Le pragmatique et l’inflexible

Pierre de Villiers
Le Chef d’Etat Major des Armées a démissionné. Le militaire s’attendait-il à de tels changements imposés à la Grande muette réputée inflexible ? Crédit photo : commons.wikipedia.org

La vague d’indignation suscitée par la démission du Chef d’Etat Major des Armées illustre l’incompréhension d’une grande majorité de la classe politique à comprendre que le Président de la République défend le pragmatisme au détriment de la tradition. Explications.

Tollé, autoritarisme, manque de respect envers la fonction…Autant de qualificatifs qui aujourd’hui animent le débat politique au lendemain de la démission du Chef d’Etat Major des Armées Pierre de Villiers , le plus haut des gradés de l’Armée Française ayant motivé sa décision par un désaccord profond avec le Président de la République, rappelons-le Chef des Armées sous la Cinquième République. L’émotion qu’a suscité cette décision est pourtant révélatrice d’une multitude de changements amorcés par le nouveau président, changements que, visiblement, une partie encore non négligeable du personnel politique français a du mal à intégrer. Ainsi, s’il est inutile ici de revenir sur le conflit qui opposa Pierre de Villiers au Président de la République, il est bon de se pencher en revanche sur les raisons du tollé suscité par cette démission jugée par certains comme scandaleuse.

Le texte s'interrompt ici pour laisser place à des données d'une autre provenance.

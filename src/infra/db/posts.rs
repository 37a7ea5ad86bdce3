use async_trait::async_trait;
use sqlx::query_as;
use time::OffsetDateTime;
use uuid::Uuid;

use crate::application::repos::{PostsRepo, PostsWriteRepo, RenameAuthorParams, RepoError};
use crate::domain::posts::{PostDraft, PostRecord};

use super::{PostgresRepositories, map_sqlx_error};

#[derive(sqlx::FromRow)]
struct PostRow {
    id: Uuid,
    title: String,
    content: String,
    author: String,
    created_at: OffsetDateTime,
}

impl From<PostRow> for PostRecord {
    fn from(row: PostRow) -> Self {
        Self {
            id: row.id,
            title: row.title,
            content: row.content,
            author: row.author,
            created_at: row.created_at,
        }
    }
}

#[async_trait]
impl PostsRepo for PostgresRepositories {
    async fn list_posts(&self) -> Result<Vec<PostRecord>, RepoError> {
        let rows = query_as::<_, PostRow>(
            r#"
            SELECT id, title, content, author, created_at
            FROM posts
            ORDER BY created_at DESC, id DESC
            "#,
        )
        .fetch_all(self.pool())
        .await
        .map_err(map_sqlx_error)?;

        Ok(rows.into_iter().map(PostRecord::from).collect())
    }

    async fn find_by_id(&self, id: Uuid) -> Result<Option<PostRecord>, RepoError> {
        let row = query_as::<_, PostRow>(
            r#"
            SELECT id, title, content, author, created_at
            FROM posts
            WHERE id = $1
            "#,
        )
        .bind(id)
        .fetch_optional(self.pool())
        .await
        .map_err(map_sqlx_error)?;

        Ok(row.map(PostRecord::from))
    }
}

#[async_trait]
impl PostsWriteRepo for PostgresRepositories {
    async fn create_post(&self, draft: PostDraft) -> Result<PostRecord, RepoError> {
        let row = query_as::<_, PostRow>(
            r#"
            INSERT INTO posts (id, title, content, author)
            VALUES ($1, $2, $3, $4)
            RETURNING id, title, content, author, created_at
            "#,
        )
        .bind(Uuid::new_v4())
        .bind(draft.title)
        .bind(draft.content)
        .bind(draft.author)
        .fetch_one(self.pool())
        .await
        .map_err(map_sqlx_error)?;

        Ok(row.into())
    }

    async fn rename_author(&self, params: RenameAuthorParams) -> Result<u64, RepoError> {
        // A single statement, so the relabel is all-or-nothing.
        let result = sqlx::query("UPDATE posts SET author = $1 WHERE author = $2")
            .bind(params.new_author)
            .bind(params.old_author)
            .execute(self.pool())
            .await
            .map_err(map_sqlx_error)?;

        Ok(result.rows_affected())
    }

    async fn delete_all_posts(&self) -> Result<u64, RepoError> {
        let result = sqlx::query("DELETE FROM posts")
            .execute(self.pool())
            .await
            .map_err(map_sqlx_error)?;

        Ok(result.rows_affected())
    }
}
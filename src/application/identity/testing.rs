//! In-memory collaborators for identity tests.

use std::collections::HashMap;
use std::sync::Mutex;
use std::sync::atomic::{AtomicUsize, Ordering};
use std::time::Duration;

use async_trait::async_trait;
use inkpost_api_types::{Post, PostCreateRequest};
use time::OffsetDateTime;
use uuid::Uuid;

use crate::application::content::{ContentApi, ContentError};
use crate::application::repos::{IdentityStorage, StorageError};
use crate::domain::author::AuthorIdentity;
use crate::domain::posts::normalize_author;

#[derive(Default)]
pub(crate) struct MemoryStorage {
    records: Mutex<HashMap<String, AuthorIdentity>>,
    fail_loads: bool,
    fail_saves: bool,
    save_delay: Duration,
    saves: AtomicUsize,
    in_flight: AtomicUsize,
    max_in_flight: AtomicUsize,
}

impl MemoryStorage {
    pub(crate) fn failing_loads() -> Self {
        Self {
            fail_loads: true,
            ..Self::default()
        }
    }

    pub(crate) fn failing_saves() -> Self {
        Self {
            fail_saves: true,
            ..Self::default()
        }
    }

    pub(crate) fn with_save_delay(delay: Duration) -> Self {
        Self {
            save_delay: delay,
            ..Self::default()
        }
    }

    pub(crate) fn stored(&self, key: &str) -> Option<AuthorIdentity> {
        self.records.lock().expect("records lock").get(key).cloned()
    }

    pub(crate) fn save_count(&self) -> usize {
        self.saves.load(Ordering::SeqCst)
    }

    pub(crate) fn max_concurrent_saves(&self) -> usize {
        self.max_in_flight.load(Ordering::SeqCst)
    }
}

#[async_trait]
impl IdentityStorage for MemoryStorage {
    async fn load(&self, key: &str) -> Result<Option<AuthorIdentity>, StorageError> {
        if self.fail_loads {
            return Err(StorageError::Unavailable("storage disabled".into()));
        }
        Ok(self.stored(key))
    }

    async fn save(&self, key: &str, identity: &AuthorIdentity) -> Result<(), StorageError> {
        if self.fail_saves {
            return Err(StorageError::Unavailable("disk full".into()));
        }

        let in_flight = self.in_flight.fetch_add(1, Ordering::SeqCst) + 1;
        self.max_in_flight.fetch_max(in_flight, Ordering::SeqCst);
        if !self.save_delay.is_zero() {
            tokio::time::sleep(self.save_delay).await;
        }
        self.records
            .lock()
            .expect("records lock")
            .insert(key.to_string(), identity.clone());
        self.in_flight.fetch_sub(1, Ordering::SeqCst);
        self.saves.fetch_add(1, Ordering::SeqCst);
        Ok(())
    }
}

/// Content service holding posts in memory.
#[derive(Default)]
pub(crate) struct MemoryContent {
    posts: Mutex<Vec<Post>>,
    fail_renames: bool,
    rename_delay: Option<Duration>,
    rename_calls: AtomicUsize,
}

impl MemoryContent {
    pub(crate) fn failing_renames() -> Self {
        Self {
            fail_renames: true,
            ..Self::default()
        }
    }

    pub(crate) fn hanging_renames(delay: Duration) -> Self {
        Self {
            rename_delay: Some(delay),
            ..Self::default()
        }
    }

    pub(crate) fn seed(&self, author: &str, count: usize) {
        let mut posts = self.posts.lock().expect("posts lock");
        for index in 0..count {
            posts.push(Post {
                id: Uuid::new_v4(),
                title: format!("post {index}"),
                content: "body".into(),
                author: author.to_string(),
                created_at: OffsetDateTime::now_utc(),
            });
        }
    }

    pub(crate) fn authors(&self) -> Vec<String> {
        self.posts
            .lock()
            .expect("posts lock")
            .iter()
            .map(|post| post.author.clone())
            .collect()
    }

    pub(crate) fn rename_calls(&self) -> usize {
        self.rename_calls.load(Ordering::SeqCst)
    }
}

#[async_trait]
impl ContentApi for MemoryContent {
    async fn create_post(&self, request: &PostCreateRequest) -> Result<Post, ContentError> {
        let post = Post {
            id: Uuid::new_v4(),
            title: request.title.clone(),
            content: request.content.clone(),
            author: normalize_author(request.author.as_deref()),
            created_at: OffsetDateTime::now_utc(),
        };
        self.posts.lock().expect("posts lock").push(post.clone());
        Ok(post)
    }

    async fn list_posts(&self) -> Result<Vec<Post>, ContentError> {
        Ok(self.posts.lock().expect("posts lock").clone())
    }

    async fn get_post(&self, id: Uuid) -> Result<Post, ContentError> {
        self.posts
            .lock()
            .expect("posts lock")
            .iter()
            .find(|post| post.id == id)
            .cloned()
            .ok_or(ContentError::Rejected {
                status: 404,
                message: "post not found".into(),
            })
    }

    async fn rename_author(&self, old_author: &str, new_author: &str) -> Result<u64, ContentError> {
        self.rename_calls.fetch_add(1, Ordering::SeqCst);
        if let Some(delay) = self.rename_delay {
            tokio::time::sleep(delay).await;
        }
        if self.fail_renames {
            return Err(ContentError::Rejected {
                status: 500,
                message: "internal server error".into(),
            });
        }

        let mut posts = self.posts.lock().expect("posts lock");
        let mut updated = 0;
        for post in posts.iter_mut().filter(|post| post.author == old_author) {
            post.author = new_author.to_string();
            updated += 1;
        }
        Ok(updated)
    }
}
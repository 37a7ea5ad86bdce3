use std::sync::Once;

use metrics::{Unit, describe_counter};
use tracing::level_filters::LevelFilter;
use tracing_error::ErrorLayer;
use tracing_subscriber::{
    EnvFilter, fmt,
    layer::{Layer, SubscriberExt},
    util::SubscriberInitExt,
};

use crate::config::{LogFormat, LoggingSettings};

use super::error::InfraError;

static METRIC_DESCRIPTIONS: Once = Once::new();

/// Install a global tracing subscriber using the provided logging settings.
pub fn init(logging: &LoggingSettings) -> Result<(), InfraError> {
    describe_metrics();

    let env_filter = EnvFilter::builder()
        .with_default_directive(logging.level.into())
        .from_env_lossy();

    let fmt_layer = match logging.format {
        LogFormat::Json => fmt::layer()
            .json()
            .with_current_span(true)
            .with_span_list(true)
            .with_target(true)
            .boxed(),
        LogFormat::Compact => fmt::layer().compact().with_target(true).boxed(),
    };

    tracing_subscriber::registry()
        .with(env_filter)
        .with(ErrorLayer::default())
        .with(fmt_layer)
        .try_init()
        .map_err(|err| InfraError::Telemetry(err.to_string()))
}

/// Stderr-only subscriber for the interactive client, so stdout stays machine readable.
pub fn init_client(level: LevelFilter) -> Result<(), InfraError> {
    describe_metrics();

    let env_filter = EnvFilter::builder()
        .with_default_directive(level.into())
        .from_env_lossy();

    tracing_subscriber::registry()
        .with(env_filter)
        .with(ErrorLayer::default())
        .with(
            fmt::layer()
                .compact()
                .with_target(true)
                .with_writer(std::io::stderr),
        )
        .try_init()
        .map_err(|err| InfraError::Telemetry(err.to_string()))
}

fn describe_metrics() {
    METRIC_DESCRIPTIONS.call_once(|| {
        describe_counter!(
            "inkpost_posts_created_total",
            Unit::Count,
            "Total number of posts created through the content API."
        );
        describe_counter!(
            "inkpost_posts_relabelled_total",
            Unit::Count,
            "Total number of posts whose author label was rewritten."
        );
        describe_counter!(
            "inkpost_author_renames_total",
            Unit::Count,
            "Total number of author renames committed on this device."
        );
        describe_counter!(
            "inkpost_author_rename_failures_total",
            Unit::Count,
            "Total number of author renames abandoned because the relabel failed."
        );
        describe_counter!(
            "inkpost_identity_storage_failures_total",
            Unit::Count,
            "Total number of identity storage reads or writes that failed."
        );
    });
}
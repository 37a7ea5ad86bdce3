//! Posts as stored by the content service.

use time::OffsetDateTime;
use uuid::Uuid;

use super::author::ANONYMOUS_AUTHOR;
use super::error::DomainError;

#[derive(Debug, Clone, PartialEq, Eq)]
pub struct PostRecord {
    pub id: Uuid,
    pub title: String,
    pub content: String,
    /// Author label copied when the post was written; not a reference to any identity.
    pub author: String,
    pub created_at: OffsetDateTime,
}

/// A validated, normalised post ready to be stored.
#[derive(Debug, Clone, PartialEq, Eq)]
pub struct PostDraft {
    pub title: String,
    pub content: String,
    pub author: String,
}

impl PostDraft {
    pub fn new(title: &str, content: &str, author: Option<&str>) -> Result<Self, DomainError> {
        let title = title.trim();
        let content = content.trim();
        if title.is_empty() {
            return Err(DomainError::missing("title"));
        }
        if content.is_empty() {
            return Err(DomainError::missing("content"));
        }

        Ok(Self {
            title: title.to_string(),
            content: content.to_string(),
            author: normalize_author(author),
        })
    }
}

/// Trim an optional author label, substituting "Anonymous" when nothing usable remains.
pub fn normalize_author(author: Option<&str>) -> String {
    author
        .map(str::trim)
        .filter(|value| !value.is_empty())
        .unwrap_or(ANONYMOUS_AUTHOR)
        .to_string()
}
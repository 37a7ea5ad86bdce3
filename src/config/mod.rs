//! Configuration layer: typed settings with layered precedence (file → env → CLI).

use std::{net::SocketAddr, num::NonZeroU32, path::PathBuf, str::FromStr, time::Duration};

use clap::{Args, Parser, Subcommand, builder::BoolishValueParser};
use config::{Config, Environment, File};
use serde::Deserialize;
use thiserror::Error;
use tracing::level_filters::LevelFilter;

const DEFAULT_CONFIG_BASENAME: &str = "config/default";
const LOCAL_CONFIG_BASENAME: &str = "inkpost";
const DEFAULT_HOST: &str = "127.0.0.1";
const DEFAULT_PORT: u16 = 3000;
const DEFAULT_GRACEFUL_SHUTDOWN_SECS: u64 = 30;
const DEFAULT_DB_MAX_CONNECTIONS: u32 = 8;

/// Command-line arguments for the inkpost server binary.
#[derive(Debug, Parser)]
#[command(name = "inkpost", version, about = "inkpost content API server")]
pub struct CliArgs {
    /// Optional path to a configuration file.
    #[arg(long = "config-file", env = "INKPOST_CONFIG_FILE", value_name = "PATH")]
    pub config_file: Option<PathBuf>,

    #[command(subcommand)]
    pub command: Option<Command>,
}

#[derive(Debug, Subcommand, Clone)]
pub enum Command {
    /// Run the HTTP API.
    Serve(Box<ServeArgs>),
    /// Replace all posts with the demo content.
    Seed(DatabaseArgs),
    /// Apply pending database migrations and exit.
    Migrate(DatabaseArgs),
}

#[derive(Debug, Args, Default, Clone)]
pub struct DatabaseOverride {
    /// Override the database connection URL.
    #[arg(long = "database-url", value_name = "URL")]
    pub database_url: Option<String>,
}

#[derive(Debug, Args, Default, Clone)]
pub struct DatabaseArgs {
    #[command(flatten)]
    pub database: DatabaseOverride,
}

#[derive(Debug, Args, Default, Clone)]
pub struct ServeArgs {
    #[command(flatten)]
    pub overrides: ServeOverrides,
}

#[derive(Debug, Args, Default, Clone)]
pub struct ServeOverrides {
    /// Override the listener host.
    #[arg(long = "server-host", value_name = "HOST")]
    pub server_host: Option<String>,

    /// Override the listener port.
    #[arg(long = "server-port", value_name = "PORT")]
    pub server_port: Option<u16>,

    /// Override the graceful shutdown timeout.
    #[arg(long = "server-graceful-shutdown-seconds", value_name = "SECONDS")]
    pub server_graceful_shutdown_seconds: Option<u64>,

    /// Override the base log level (trace|debug|info|warn|error).
    #[arg(long = "log-level", value_name = "LEVEL")]
    pub log_level: Option<String>,

    /// Toggle JSON logging.
    #[arg(
        long = "log-json",
        value_name = "BOOL",
        value_parser = BoolishValueParser::new()
    )]
    pub log_json: Option<bool>,

    #[command(flatten)]
    pub database: DatabaseOverride,

    /// Override the database pool size.
    #[arg(long = "database-max-connections", value_name = "COUNT")]
    pub database_max_connections: Option<u32>,
}

/// Fully-resolved deployment settings after precedence resolution and validation.
#[derive(Debug, Clone)]
pub struct Settings {
    pub server: ServerSettings,
    pub logging: LoggingSettings,
    pub database: DatabaseSettings,
}

#[derive(Debug, Clone)]
pub struct ServerSettings {
    pub addr: SocketAddr,
    pub graceful_shutdown: Duration,
}

#[derive(Debug, Clone)]
pub struct LoggingSettings {
    pub level: LevelFilter,
    pub format: LogFormat,
}

#[derive(Debug, Clone, Copy)]
pub enum LogFormat {
    Json,
    Compact,
}

#[derive(Debug, Clone)]
pub struct DatabaseSettings {
    pub url: Option<String>,
    pub max_connections: NonZeroU32,
}

#[derive(Debug, Error)]
pub enum LoadError {
    #[error("failed to build configuration: {0}")]
    Build(#[from] config::ConfigError),
    #[error("invalid configuration for `{key}`: {reason}")]
    Invalid { key: &'static str, reason: String },
}

impl LoadError {
    fn invalid(key: &'static str, reason: impl Into<String>) -> Self {
        Self::Invalid {
            key,
            reason: reason.into(),
        }
    }
}

/// Load settings using the configured precedence (file → environment → CLI).
pub fn load(cli: &CliArgs) -> Result<Settings, LoadError> {
    let mut builder = Config::builder()
        .add_source(File::with_name(DEFAULT_CONFIG_BASENAME).required(false))
        .add_source(File::with_name(LOCAL_CONFIG_BASENAME).required(false));

    if let Some(path) = cli.config_file.as_ref() {
        builder = builder.add_source(File::from(path.as_path()).required(true));
    }

    builder = builder.add_source(Environment::with_prefix("INKPOST").separator("__"));

    let mut raw: RawSettings = builder.build()?.try_deserialize()?;

    match cli.command.as_ref() {
        Some(Command::Serve(args)) => raw.apply_serve_overrides(&args.overrides),
        Some(Command::Seed(args)) | Some(Command::Migrate(args)) => {
            raw.apply_database_override(&args.database)
        }
        None => raw.apply_serve_overrides(&ServeOverrides::default()),
    }

    Settings::from_raw(raw)
}

/// Resolve configuration using the supplied CLI arguments, returning both for downstream use.
pub fn load_with_cli() -> Result<(CliArgs, Settings), LoadError> {
    let args = CliArgs::parse();
    let settings = load(&args)?;
    Ok((args, settings))
}

#[derive(Debug, Clone, Deserialize, Default)]
#[serde(default)]
struct RawSettings {
    server: RawServerSettings,
    logging: RawLoggingSettings,
    database: RawDatabaseSettings,
}

impl RawSettings {
    fn apply_serve_overrides(&mut self, overrides: &ServeOverrides) {
        if let Some(host) = overrides.server_host.as_ref() {
            self.server.host = Some(host.clone());
        }
        if let Some(port) = overrides.server_port {
            self.server.port = Some(port);
        }
        if let Some(seconds) = overrides.server_graceful_shutdown_seconds {
            self.server.graceful_shutdown_seconds = Some(seconds);
        }
        if let Some(level) = overrides.log_level.as_ref() {
            self.logging.level = Some(level.clone());
        }
        if let Some(json) = overrides.log_json {
            self.logging.json = Some(json);
        }
        if let Some(max) = overrides.database_max_connections {
            self.database.max_connections = Some(max);
        }

        self.apply_database_override(&overrides.database);
    }

    fn apply_database_override(&mut self, overrides: &DatabaseOverride) {
        if let Some(url) = overrides.database_url.as_ref() {
            self.database.url = Some(url.clone());
        }
    }
}

impl Settings {
    fn from_raw(raw: RawSettings) -> Result<Self, LoadError> {
        let RawSettings {
            server,
            logging,
            database,
        } = raw;

        Ok(Self {
            server: build_server_settings(server)?,
            logging: build_logging_settings(logging)?,
            database: build_database_settings(database)?,
        })
    }
}

fn build_server_settings(server: RawServerSettings) -> Result<ServerSettings, LoadError> {
    let host = server.host.unwrap_or_else(|| DEFAULT_HOST.to_string());

    let port = server.port.unwrap_or(DEFAULT_PORT);
    if port == 0 {
        return Err(LoadError::invalid(
            "server.port",
            "port must be greater than zero",
        ));
    }

    let addr = parse_socket_addr(&host, port)
        .map_err(|reason| LoadError::invalid("server.addr", reason))?;

    let graceful_secs = server
        .graceful_shutdown_seconds
        .unwrap_or(DEFAULT_GRACEFUL_SHUTDOWN_SECS);
    if graceful_secs == 0 {
        return Err(LoadError::invalid(
            "server.graceful_shutdown_seconds",
            "must be greater than zero",
        ));
    }

    Ok(ServerSettings {
        addr,
        graceful_shutdown: Duration::from_secs(graceful_secs),
    })
}

fn build_logging_settings(logging: RawLoggingSettings) -> Result<LoggingSettings, LoadError> {
    let level = match logging.level {
        Some(level) => LevelFilter::from_str(level.as_str()).map_err(|err| {
            LoadError::invalid("logging.level", format!("failed to parse: {err}"))
        })?,
        None => LevelFilter::INFO,
    };

    let format = if logging.json.unwrap_or(false) {
        LogFormat::Json
    } else {
        LogFormat::Compact
    };

    Ok(LoggingSettings { level, format })
}

fn build_database_settings(database: RawDatabaseSettings) -> Result<DatabaseSettings, LoadError> {
    let url = database.url.and_then(|value| {
        let trimmed = value.trim();
        (!trimmed.is_empty()).then(|| trimmed.to_string())
    });

    let max_connections = NonZeroU32::new(
        database
            .max_connections
            .unwrap_or(DEFAULT_DB_MAX_CONNECTIONS),
    )
    .ok_or_else(|| LoadError::invalid("database.max_connections", "must be greater than zero"))?;

    Ok(DatabaseSettings {
        url,
        max_connections,
    })
}

#[derive(Debug, Clone, Deserialize, Default)]
#[serde(default)]
struct RawServerSettings {
    host: Option<String>,
    port: Option<u16>,
    graceful_shutdown_seconds: Option<u64>,
}

#[derive(Debug, Clone, Deserialize, Default)]
#[serde(default)]
struct RawLoggingSettings {
    level: Option<String>,
    json: Option<bool>,
}

#[derive(Debug, Clone, Deserialize, Default)]
#[serde(default)]
struct RawDatabaseSettings {
    url: Option<String>,
    max_connections: Option<u32>,
}

fn parse_socket_addr(host: &str, port: u16) -> Result<SocketAddr, String> {
    let candidate = format!("{host}:{port}");
    candidate
        .parse()
        .map_err(|err| format!("invalid address `{candidate}`: {err}"))
}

Emmanuel Macron, au contraire de ces prédécesseurs, et pour de nombreuses raisons, sans mépriser l’Armée Française, ne nourrit pas à son endroit toute la déférence et toute l’admiration que lui ont accordée les différents chefs de l’Etat (et ce même si l’on a accusé en 2008 Nicolas Sarkozy, via la mutualisation des moyens humains et matériels engagée alors de malmener l’institution militaire). Ce respect, simple et strict de l’institution militaire, que témoigne Emmanuel Macron, respect dénué de toute dévotion excessive, rompt avec ce culte ancien qui accordait à la Grande Muette, une place hors du temps et des hommes, et une autonomie quasi-totale pour ainsi dire incontestée ; l’institution s’appuyant en outre sur l’origine militaire du fondateur de la Cinquième République le Général de Gaulle.

Au service de la patrie

En brisant cette soumission tacite aux Armées, le Président de la République redistribue sans ménagement les cartes de l’autorité en rappelant qu’en qualité de Chef des Armées, c’est lui et lui seul qui décide et non les haut-gradés du Ministère de la Défense, fussent-ils compétents, aguerris et reconnus. En renvoyant l’Armée dans ses fonctions républicaines, à savoir institution au service de la patrie, et non l’inverse, Emmanuel Macron s’est naturellement attiré les foudres d’une classe politique encore largement imprégnée des principes qui prévalaient jusqu’alors. Car le macronisme, qui peine encore à se dessiner sur le plan économique et social, a trouvé là une occasion de s’affirmer. En imposant son autorité sur les Forces Armées, le président de la République a clairement établi, voire rétabli, les frontières du pouvoir de chaque acteur. Décidé à rompre avec des coutumes et des règles silencieuses qui accordaient à l’Armée une omnipotence sourde aux réalités économiques actuelles, le président Macron cherche aussi à briser l’isolement dans lequel l’institution vivait jusqu’alors. Et que le personnel politique le plus aguerri en soit choqué n’a rien d’étonnant dans la mesure où celui-ci appartient à un univers où les priorités budgétaires, en l’état la réduction du budget global alloué aux armées, ne correspond plus aux attentes des Français et aux capacités des finances publiques.

Armée crainte et redoutée

Emmanuel Macron semble quant à lui vouloir faire preuve de pragmatisme et de lucidité : oui à une armée efficace et équipée ! Non à des dépenses aveugles au nom d’une nécessité cachant assez grossièrement un prestige discutable. Car l’Armée française, crainte et redoutée, n’est cependant pas celle des Etats-Unis, engagée sur des fronts multiples et capable de bouleverser un quelconque ordre régional ; l’exemple syrien en est l’illustration même car jamais la France seule n’aurait pu renverser Bachar El Assad d’où sa demande d’aide aux Etats-Unis qui ont préféré s’abstenir. Ainsi, tout comme la société française dans son ensemble, les Forces Armées devront elles aussi rompre avec leurs habitudes, notamment celles qui les plaçaient dans une situation privilégiée car garante de la sécurité collective. Si elles occupent toujours cette place, celle-ci se fera à l’aune d’une nouvelle donne politique dictée par la nécessité de s’adapter au monde contemporain et non plus ancrée dans une tradition historique aujourd’hui anachronique.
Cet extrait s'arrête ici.